Travelbuy, 43 milioni di fatturato per per il “network delle giovani adv”
Oltre 120 agenti di viaggi affiliati e un giro d’affari di 43 milioni di euro, con un incremento del 30% rispetto al 2024. Questi sono i numeri di Travelbuy, il network che ormai si è dato una connotazione precisa nel mondo dell’intermediazione: quello di essere la rete delle giovani agenzie di viaggi.
Con le affiliazioni dell’ultimo anno, infatti, l’età media degli adv appartenenti al network si è attestata al di sotto dei 35 anni. Un dato giustamente sottolineato da Alfredo Vassalluzzo, founder di Travelbuy, nella Convention 2026 svoltasi a Roma al Th Villa Carpegna Palace
«Un buon 80% degli affiliati entrati a far parte della nostra rete lo scorso anno – osserva – è addirittura al di sotto dei trent’anni e la nostra forza, più che dalla pubblicità tradizionale, deriva dal passaparola di chi è nel nostro network da tempo e ha toccato con mano i benefici di questa affiliazione. Quello che ripeto sempre è che Travelbuy, di fatto, crea gli imprenditori da zero e chi si affaccia al trade con la passione giusta trova nel nostro network, fatto di piccole ma dinamiche realtà, la soluzione ottimale per crescere e fare business».
Nel dettaglio, Vassalluzzo spiega: «La nostra formazione è ormai improntata alla tecnologìa di ultima generazione: gli affiliati, infatti, seguono un corso in sede di 5 giorni e successivamente possono fruire di un aggiornamento professionale che avviene tramite l’applicativo dell’intelligenza artificiale che dialoga con le adv in qualsiasi momento della giornata. Una formula che consenten così di completare il percorso formativo con una certa flessibilità. È chiaro che lo staff Travelbuy è a disposizione per assistere e supportare gli affiliati a seconda delle loro esigenze».

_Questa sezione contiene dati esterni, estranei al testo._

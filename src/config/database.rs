//! Database configuration

use serde::Deserialize;
use std::time::Duration;

use super::error::ValidationError;

/// Database configuration
#[derive(Debug, Clone, Deserialize)]
pub struct DatabaseConfig {
    /// PostgreSQL connection URL
    pub url: String,

    /// Minimum connections to maintain
    #[serde(default = "default_min_connections")]
    pub min_connections: u32,

    /// Maximum connections allowed
    #[serde(default = "default_max_connections")]
    pub max_connections: u32,

    /// Connection acquire timeout in seconds
    #[serde(default = "default_acquire_timeout")]
    pub acquire_timeout_secs: u64,

    /// Run migrations on startup
    #[serde(default)]
    pub run_migrations: bool,
}

impl DatabaseConfig {
    /// Get acquire timeout as Duration
    pub fn acquire_timeout(&self) -> Duration {
        Duration::from_secs(self.acquire_timeout_secs)
    }

    /// Validate database configuration
    pub fn validate(&self) -> Result<(), ValidationError> {
        if self.url.is_empty() {
            return Err(ValidationError::MissingRequired("DATABASE_URL"));
        }
        if !self.url.starts_with("postgres://") && !self.url.starts_with("postgresql://") {
            return Err(ValidationError::InvalidDatabaseUrl);
        }
        if self.min_connections > self.max_connections {
            return Err(ValidationError::InvalidPoolSize);
        }
        if self.max_connections > 100 {
            return Err(ValidationError::PoolSizeTooLarge);
        }
        Ok(())
    }
}

impl Default for DatabaseConfig {
    fn default() -> Self {
        Self {
            url: String::new(),
            min_connections: default_min_connections(),
            max_connections: default_max_connections(),
            acquire_timeout_secs: default_acquire_timeout(),
            run_migrations: false,
        }
    }
}

fn default_min_connections() -> u32 {
    5
}

fn default_max_connections() -> u32 {
    20
}

fn default_acquire_timeout() -> u64 {
    30
}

Il tema della Convention 2026 è stato impostato sulle eccellenze di Travelbuy e Vassalluzzo ha così sintetizzato il valore aggiunto del network: «Le eccellenze della nostra rete risiedono nella capacità di ascolto e nella reattività: conosciamo tutti gli affiliati uno ad uno, perché sono prima di tutto delle persone e non dei semplici punti vendita che fatturano e questo viene molto apprezzato».
Quest’anno, poi, Travelbuy ha preso in gestione diretta un resort a Phuket: 39 ville con piscina, location di prestigio destinata a un target di clientela medio-alto, che consente alle agenzie affiliate di diversificare la propria offerta. Un plus nelle proposte del network che viene seguito con attenzione dalla struttura centrale che tra l’altro si è ulteriormente consolidata.

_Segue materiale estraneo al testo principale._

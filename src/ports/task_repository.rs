//! Task repository port.
//!
//! The only contract through which persistent task state is touched. Every
//! operation is scoped by the owning user: a task owned by someone else is
//! indistinguishable from an absent one at this interface.
//!
//! # Design
//!
//! - **Tenant-scoped**: `owner` is a mandatory argument on every operation
//! - **Transactional**: each operation runs inside a single transaction
//! - **Retrying**: implementations retry serialization-class failures at
//!   most twice with short backoff before surfacing `internal`

use async_trait::async_trait;

use crate::domain::foundation::{TaskId, ToolError, UserId};
use crate::domain::task::{Priority, TagName, Task, TaskFilter, TaskPatch, TaskSort};

/// Validated fields for task creation.
#[derive(Debug, Clone)]
pub struct CreateTask {
    pub title: String,
    pub description: Option<String>,
    pub priority: Priority,
    pub tags: Vec<TagName>,
}

/// Result of an atomic completion toggle.
#[derive(Debug, Clone)]
pub struct ToggleOutcome {
    pub task_id: TaskId,
    pub completed: bool,
    pub title: String,
}

/// Repository port for Task aggregate persistence.
#[async_trait]
pub trait TaskRepository: Send + Sync {
    /// Inserts a task, binds its tags, assigns id and timestamps.
    ///
    /// # Errors
    ///
    /// - `validation` when a field invariant is violated
    /// - `internal` on persistence failure after retries
    async fn create(&self, owner: &UserId, fields: CreateTask) -> Result<Task, ToolError>;

    /// Returns the task iff it exists and belongs to `owner`.
    async fn get(&self, owner: &UserId, id: TaskId) -> Result<Option<Task>, ToolError>;

    /// Scoped, filtered, sorted listing of the owner's tasks.
    async fn list(
        &self,
        owner: &UserId,
        filter: &TaskFilter,
        sort: &TaskSort,
    ) -> Result<Vec<Task>, ToolError>;

    /// Applies a patch under a row lock, rebinding tags when present.
    ///
    /// Returns `None` when the task is absent or foreign-owned.
    async fn update(
        &self,
        owner: &UserId,
        id: TaskId,
        patch: TaskPatch,
    ) -> Result<Option<Task>, ToolError>;

    /// Atomically flips the completion flag.
    ///
    /// Returns `None` when the task is absent or foreign-owned.
    async fn toggle_completed(
        &self,
        owner: &UserId,
        id: TaskId,
    ) -> Result<Option<ToggleOutcome>, ToolError>;

    /// Hard-deletes the task and its tag associations (tag rows remain).
    ///
    /// Returns `false` when the task is absent or foreign-owned.
    async fn delete(&self, owner: &UserId, id: TaskId) -> Result<bool, ToolError>;
}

Un team composto da 19 persone, di cui cinque al booking, cinque alla biglietteria e le restanti risorse distribuite tra amministrazione e gestione delle pratiche di viaggio. E a tal proposito Vassalluzzo precisa: «Una delle chiavi del successo operativo di Travelbuy è rappresentato dall’assistenza a 360 gradi, nel senso che gli adv affiliati che finalizzano le vendite hanno a disposizione un contratto Travelbuy che li tutela in ogni aspetto e in caso di contenziosi non vengono coinvolti in prima persona, poiché interviene subito il nostro consulente legale che seguirà la vicenda fino all’epilogo. Così come li stiamo assistendo in questo momento critico che sta penalizzando tutto il trade».
In effetti, l’atmosfera alla Convention di Travelbuy – nonostante il clima pesante dei conflitti che stanno penalizzando varie aree del mondo – è stata comunque distesa e caratterizzata da tanti sorrisi e pacche sulle spalle: le 120 agenzie hanno incontrato 30 fornitori di servizio, tra tour operator come Ota Viaggi e Naar, compagnie crocieristiche come Msc, assicurazioni ed altri attori della filiera. La kermesse si è svolta con l’apprezzato format del workshop, con i vari desk dislocati negli ampi spazi della struttura Th, e si è poi conclusa con uno spettacolo dedicato ai traguardi raggiunti da Travelbuy, presentato dal direttore di Rai Sport, Marco Lollobrigida, e dalla giornalista Stefania Rolandi.
Infine una battuta di Vassalluzzo sull’attuale difficile momento: «È chiaro che la preoccupazione c’è in tutti noi, ma dopo aver superato il terribile periodo della pandemia, abbiamo metabolizzato certe sofferenze operative e siamo sempre più reattivi a ciò che succede. Sono sicuro che riusciremo a fronteggiare anche queste criticità».